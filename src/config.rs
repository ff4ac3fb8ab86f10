use std::env;
use std::str::FromStr;

use thiserror::Error;

#[derive(Error, Debug)]
pub enum ConfigError {
    #[error("missing required environment variable {0}")]
    Missing(&'static str),

    #[error("invalid value for {name}: {value}")]
    Invalid { name: &'static str, value: String },
}

/// How `clerk/user.deleted` treats a user that is not in the database.
#[derive(Clone, Copy, Debug, Default, PartialEq, Eq)]
pub enum UserDeleteMode {
    /// Delete every matching row; zero matches is not an error.
    #[default]
    Lenient,
    /// Delete exactly one row; a missing user is `NotFound`.
    Strict,
}

impl FromStr for UserDeleteMode {
    type Err = String;

    fn from_str(s: &str) -> Result<Self, Self::Err> {
        match s.trim().to_ascii_lowercase().as_str() {
            "lenient" => Ok(Self::Lenient),
            "strict" => Ok(Self::Strict),
            other => Err(other.to_string()),
        }
    }
}

#[derive(Clone, Debug)]
pub struct GoogleOAuthConfig {
    pub client_id: String,
    pub client_secret: String,
    pub callback_url: String,
}

#[derive(Clone, Debug)]
pub struct Config {
    pub database_url: String,
    pub server_host: String,
    pub server_port: u16,
    pub frontend_origin: String,
    pub frontend_google_callback_url: String,
    pub google: Option<GoogleOAuthConfig>,
    pub session_secret: String,
    pub session_cookie_secure: bool,
    pub inngest_signing_key: Option<String>,
    pub user_delete_mode: UserDeleteMode,
    pub run_migrations: bool,
}

impl Config {
    pub fn from_env() -> Result<Self, ConfigError> {
        dotenvy::dotenv().ok();
        Self::from_lookup(|name| env::var(name).ok())
    }

    /// Builds the config from an arbitrary variable source.
    pub fn from_lookup<F>(lookup: F) -> Result<Self, ConfigError>
    where
        F: Fn(&str) -> Option<String>,
    {
        let var = |name: &str| lookup(name).filter(|v| !v.trim().is_empty());

        let database_url = var("DATABASE_URL").ok_or(ConfigError::Missing("DATABASE_URL"))?;
        let session_secret =
            var("SESSION_SECRET").ok_or(ConfigError::Missing("SESSION_SECRET"))?;

        let server_port = match var("SERVER_PORT") {
            Some(raw) => raw.parse().map_err(|_| ConfigError::Invalid {
                name: "SERVER_PORT",
                value: raw,
            })?,
            None => 8000,
        };

        let user_delete_mode = match var("USER_DELETE_MODE") {
            Some(raw) => raw.parse().map_err(|value| ConfigError::Invalid {
                name: "USER_DELETE_MODE",
                value,
            })?,
            None => UserDeleteMode::default(),
        };

        let frontend_origin = var("FRONTEND_ORIGIN")
            .unwrap_or_else(|| "http://localhost:5173".to_string())
            .trim_end_matches('/')
            .to_string();
        let frontend_google_callback_url = var("FRONTEND_GOOGLE_CALLBACK_URL")
            .unwrap_or_else(|| format!("{}/google/oauth/callback", frontend_origin));

        // Google login is only enabled when the full client triple is present.
        let google = match (
            var("GOOGLE_CLIENT_ID"),
            var("GOOGLE_CLIENT_SECRET"),
            var("GOOGLE_CALLBACK_URL"),
        ) {
            (Some(client_id), Some(client_secret), Some(callback_url)) => Some(GoogleOAuthConfig {
                client_id,
                client_secret,
                callback_url,
            }),
            _ => None,
        };

        Ok(Config {
            database_url,
            server_host: var("SERVER_HOST").unwrap_or_else(|| "0.0.0.0".to_string()),
            server_port,
            frontend_origin,
            frontend_google_callback_url,
            google,
            session_secret,
            session_cookie_secure: parse_bool(var("SESSION_COOKIE_SECURE"), false),
            inngest_signing_key: var("INNGEST_SIGNING_KEY"),
            user_delete_mode,
            run_migrations: parse_bool(var("RUN_MIGRATIONS"), true),
        })
    }

    pub fn server_addr(&self) -> String {
        format!("{}:{}", self.server_host, self.server_port)
    }

    /// Where the frontend is sent when Google login fails.
    pub fn failure_redirect_url(&self) -> String {
        format!("{}?status=failure", self.frontend_google_callback_url)
    }

    pub fn success_redirect_url(&self) -> String {
        format!("{}?status=success", self.frontend_google_callback_url)
    }
}

fn parse_bool(value: Option<String>, default: bool) -> bool {
    match value.as_deref().map(str::trim) {
        Some("1") | Some("true") | Some("TRUE") | Some("yes") => true,
        Some("0") | Some("false") | Some("FALSE") | Some("no") => false,
        _ => default,
    }
}
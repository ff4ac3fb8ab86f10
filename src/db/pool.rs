use sqlx::postgres::PgPoolOptions;
use sqlx::PgPool;
use std::time::Duration;

pub async fn create_pool(database_url: &str) -> Result<PgPool, sqlx::Error> {
    PgPoolOptions::new()
        .max_connections(10)
        .acquire_timeout(Duration::from_secs(30))
        .connect(database_url)
        .await
}

/// Applies the bundled migrations under `migrations/`.
pub async fn run_migrations(pool: &PgPool) -> Result<(), sqlx::migrate::MigrateError> {
    sqlx::migrate!("./migrations").run(pool).await
}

What is needed: In full and without error, repeat the material above.

Exercise answer:
filename src/config.rs
repository ff4ac3fb8ab86f10
use std::env;
use std::str::FromStr;

use thiserror::Error;

#[derive(Error, Debug)]
pub enum ConfigError {
    #[error("missing required environment variable {0}")]
    Missing(&'static str),

    #[error("invalid value for {name}: {value}")]
    Invalid { name: &'static str, value: String },
}

/// How `clerk/user.deleted` treats a user that is not in the database.
#[derive(Clone, Copy, Debug, Default, PartialEq, Eq)]
pub enum UserDeleteMode {
    /// Delete every matching row; zero matches is not an error.
    #[default]
    Lenient,
    /// Delete exactly one row; a missing user is `NotFound`.
    Strict,
}

impl FromStr for UserDeleteMode {
    type Err = String;

    fn from_str(s: &str) -> Result<Self, Self::Err> {
        match s.trim().to_ascii_lowercase().as_str() {
            "lenient" => Ok(Self::Lenient),
            "strict" => Ok(Self::Strict),
            other => Err(other.to_string()),
        }
    }
}

#[derive(Clone, Debug)]
pub struct GoogleOAuthConfig {
    pub client_id: String,
    pub client_secret: String,
    pub callback_url: String,
}

#[derive(Clone, Debug)]
pub struct Config {
    pub database_url: String,
    pub server_host: String,
    pub server_port: u16,
    pub frontend_origin: String,
    pub frontend_google_callback_url: String,
    pub google: Option<GoogleOAuthConfig>,
    pub session_secret: String,
    pub session_cookie_secure: bool,
    pub inngest_signing_key: Option<String>,
    pub user_delete_mode: UserDeleteMode,
    pub run_migrations: bool,
}

impl Config {
    pub fn from_env() -> Result<Self, ConfigError> {
        dotenvy::dotenv().ok();
        Self::from_lookup(|name| env::var(name).ok())
    }

    /// Builds the config from an arbitrary variable source.
    pub fn from_lookup<F>(lookup: F) -> Result<Self, ConfigError>
    where
        F: Fn(&str) -> Option<String>,
    {
        let var = |name: &str| lookup(name).filter(|v| !v.trim().is_empty());

        let database_url = var("DATABASE_URL").ok_or(ConfigError::Missing("DATABASE_URL"))?;
        let session_secret =
            var("SESSION_SECRET").ok_or(ConfigError::Missing("SESSION_SECRET"))?;

        let server_port = match var("SERVER_PORT") {
            Some(raw) => raw.parse().map_err(|_| ConfigError::Invalid {
                name: "SERVER_PORT",
                value: raw,
            })?,
            None => 8000,
        };

        let user_delete_mode = match var("USER_DELETE_MODE") {
            Some(raw) => raw.parse().map_err(|value| ConfigError::Invalid {
                name: "USER_DELETE_MODE",
                value,
            })?,
            None => UserDeleteMode::default(),
        };

        let frontend_origin = var("FRONTEND_ORIGIN")
            .unwrap_or_else(|| "http://localhost:5173".to_string())
            .trim_end_matches('/')
            .to_string();
        let frontend_google_callback_url = var("FRONTEND_GOOGLE_CALLBACK_URL")
            .unwrap_or_else(|| format!("{}/google/oauth/callback", frontend_origin));

        // Google login is only enabled when the full client triple is present.
        let google = match (
            var("GOOGLE_CLIENT_ID"),
            var("GOOGLE_CLIENT_SECRET"),
            var("GOOGLE_CALLBACK_URL"),
        ) {
            (Some(client_id), Some(client_secret), Some(callback_url)) => Some(GoogleOAuthConfig {
                client_id,
                client_secret,
                callback_url,
            }),
            _ => None,
        };

        Ok(Config {
            database_url,
            server_host: var("SERVER_HOST").unwrap_or_else(|| "0.0.0.0".to_string()),
            server_port,
            frontend_origin,
            frontend_google_callback_url,
            google,
            session_secret,
            session_cookie_secure: parse_bool(var("SESSION_COOKIE_SECURE"), false),
            inngest_signing_key: var("INNGEST_SIGNING_KEY"),
            user_delete_mode,
            run_migrations: parse_bool(var("RUN_MIGRATIONS"), true),
        })
    }

    pub fn server_addr(&self) -> String {
        format!("{}:{}", self.server_host, self.server_port)
    }

    /// Where the frontend is sent when Google login fails.
    pub fn failure_redirect_url(&self) -> String {
        format!("{}?status=failure", self.frontend_google_callback_url)
    }

    pub fn success_redirect_url(&self) -> String {
        format!("{}?status=success", self.frontend_google_callback_url)
    }
}

fn parse_bool(value: Option<String>, default: bool) -> bool {
    match value.as_deref().map(str::trim) {
        Some("1") | Some("true") | Some("TRUE") | Some("yes") => true,
        Some("0") | Some("false") | Some("FALSE") | Some("no") => false,
        _ => default,
    }
}
repository ff4ac3fb8ab86f10
filename src/db/pool.rs
use sqlx::postgres::PgPoolOptions;
use sqlx::PgPool;
use std::time::Duration;

pub async fn create_pool(database_url: &str) -> Result<PgPool, sqlx::Error> {
    PgPoolOptions::new()
        .max_connections(10)
        .acquire_timeout(Duration::from_secs(30))
        .connect(database_url)
        .await
}

/// Applies the bundled migrations under `migrations/`.
pub async fn run_migrations(pool: &PgPool) -> Result<(), sqlx::migrate::MigrateError> {
    sqlx::migrate!("./migrations").run(pool).await
}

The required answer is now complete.